◆ ASSIGNMENT ◆
Both the line below containing "const DEFAULT_PORT: u16 = 3000;" and the line containing "that turns stored", along with every line between them, should be repeated exactly; no other line belongs in the answer.

Saved entries:
┏━━
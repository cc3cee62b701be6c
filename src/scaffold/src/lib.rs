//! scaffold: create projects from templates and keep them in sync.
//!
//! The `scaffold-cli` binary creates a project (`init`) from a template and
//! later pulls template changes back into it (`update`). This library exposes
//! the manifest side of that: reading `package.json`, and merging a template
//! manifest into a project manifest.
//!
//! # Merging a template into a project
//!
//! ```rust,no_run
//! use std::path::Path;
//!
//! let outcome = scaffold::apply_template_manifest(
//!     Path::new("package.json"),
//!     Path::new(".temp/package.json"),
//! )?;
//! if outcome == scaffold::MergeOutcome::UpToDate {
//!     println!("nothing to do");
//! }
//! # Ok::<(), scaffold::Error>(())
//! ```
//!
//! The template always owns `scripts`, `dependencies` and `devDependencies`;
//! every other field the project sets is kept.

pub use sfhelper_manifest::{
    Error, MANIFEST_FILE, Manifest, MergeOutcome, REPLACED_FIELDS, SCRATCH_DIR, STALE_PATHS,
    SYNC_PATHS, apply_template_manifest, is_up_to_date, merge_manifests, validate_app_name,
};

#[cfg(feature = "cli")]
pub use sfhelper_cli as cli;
┗━━
┏━━
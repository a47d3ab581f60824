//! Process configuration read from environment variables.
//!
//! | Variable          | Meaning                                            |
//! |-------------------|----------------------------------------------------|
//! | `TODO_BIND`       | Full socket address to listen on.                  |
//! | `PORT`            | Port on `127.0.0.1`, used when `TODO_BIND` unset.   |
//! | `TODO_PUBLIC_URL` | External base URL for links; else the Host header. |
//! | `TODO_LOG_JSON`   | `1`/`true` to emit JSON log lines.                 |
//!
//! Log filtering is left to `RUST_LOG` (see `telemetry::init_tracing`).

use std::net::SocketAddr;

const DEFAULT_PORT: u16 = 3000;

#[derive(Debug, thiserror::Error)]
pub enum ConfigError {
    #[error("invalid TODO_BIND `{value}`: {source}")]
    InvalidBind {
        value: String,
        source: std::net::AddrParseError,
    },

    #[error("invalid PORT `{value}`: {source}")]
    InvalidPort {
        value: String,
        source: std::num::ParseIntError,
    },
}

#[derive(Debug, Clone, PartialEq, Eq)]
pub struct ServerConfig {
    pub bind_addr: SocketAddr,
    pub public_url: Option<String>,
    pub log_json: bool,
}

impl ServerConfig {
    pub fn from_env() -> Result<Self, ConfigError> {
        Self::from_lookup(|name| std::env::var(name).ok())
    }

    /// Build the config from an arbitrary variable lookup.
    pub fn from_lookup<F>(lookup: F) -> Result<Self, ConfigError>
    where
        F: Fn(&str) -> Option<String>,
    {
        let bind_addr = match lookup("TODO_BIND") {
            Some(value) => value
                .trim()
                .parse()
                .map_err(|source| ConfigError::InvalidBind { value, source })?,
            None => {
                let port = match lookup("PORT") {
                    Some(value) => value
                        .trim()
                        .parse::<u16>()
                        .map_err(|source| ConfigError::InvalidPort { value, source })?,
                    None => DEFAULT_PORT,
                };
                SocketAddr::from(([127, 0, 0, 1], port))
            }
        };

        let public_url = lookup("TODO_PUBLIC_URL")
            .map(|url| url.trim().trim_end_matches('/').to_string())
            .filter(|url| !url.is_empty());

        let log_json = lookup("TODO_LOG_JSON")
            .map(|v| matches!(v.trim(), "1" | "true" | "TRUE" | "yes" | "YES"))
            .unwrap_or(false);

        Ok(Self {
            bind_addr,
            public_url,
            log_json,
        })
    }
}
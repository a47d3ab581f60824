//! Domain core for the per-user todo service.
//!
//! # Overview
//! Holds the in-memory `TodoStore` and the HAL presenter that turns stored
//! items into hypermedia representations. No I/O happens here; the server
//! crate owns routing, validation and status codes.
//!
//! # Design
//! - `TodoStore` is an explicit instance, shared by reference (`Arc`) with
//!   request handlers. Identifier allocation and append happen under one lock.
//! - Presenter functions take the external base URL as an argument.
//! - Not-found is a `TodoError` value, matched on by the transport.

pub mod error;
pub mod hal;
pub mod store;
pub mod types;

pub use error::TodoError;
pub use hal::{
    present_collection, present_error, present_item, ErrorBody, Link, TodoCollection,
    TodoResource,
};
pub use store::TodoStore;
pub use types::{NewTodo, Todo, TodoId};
┗━━
◆ TASK RESULT ◆
const DEFAULT_PORT: u16 = 3000;

#[derive(Debug, thiserror::Error)]
pub enum ConfigError {
    #[error("invalid TODO_BIND `{value}`: {source}")]
    InvalidBind {
        value: String,
        source: std::net::AddrParseError,
    },

    #[error("invalid PORT `{value}`: {source}")]
    InvalidPort {
        value: String,
        source: std::num::ParseIntError,
    },
}

#[derive(Debug, Clone, PartialEq, Eq)]
pub struct ServerConfig {
    pub bind_addr: SocketAddr,
    pub public_url: Option<String>,
    pub log_json: bool,
}

impl ServerConfig {
    pub fn from_env() -> Result<Self, ConfigError> {
        Self::from_lookup(|name| std::env::var(name).ok())
    }

    /// Build the config from an arbitrary variable lookup.
    pub fn from_lookup<F>(lookup: F) -> Result<Self, ConfigError>
    where
        F: Fn(&str) -> Option<String>,
    {
        let bind_addr = match lookup("TODO_BIND") {
            Some(value) => value
                .trim()
                .parse()
                .map_err(|source| ConfigError::InvalidBind { value, source })?,
            None => {
                let port = match lookup("PORT") {
                    Some(value) => value
                        .trim()
                        .parse::<u16>()
                        .map_err(|source| ConfigError::InvalidPort { value, source })?,
                    None => DEFAULT_PORT,
                };
                SocketAddr::from(([127, 0, 0, 1], port))
            }
        };

        let public_url = lookup("TODO_PUBLIC_URL")
            .map(|url| url.trim().trim_end_matches('/').to_string())
            .filter(|url| !url.is_empty());

        let log_json = lookup("TODO_LOG_JSON")
            .map(|v| matches!(v.trim(), "1" | "true" | "TRUE" | "yes" | "YES"))
            .unwrap_or(false);

        Ok(Self {
            bind_addr,
            public_url,
            log_json,
        })
    }
}
repository a47d3ab581f60824
//! Domain core for the per-user todo service.
//!
//! # Overview
//! Holds the in-memory `TodoStore` and the HAL presenter that turns stored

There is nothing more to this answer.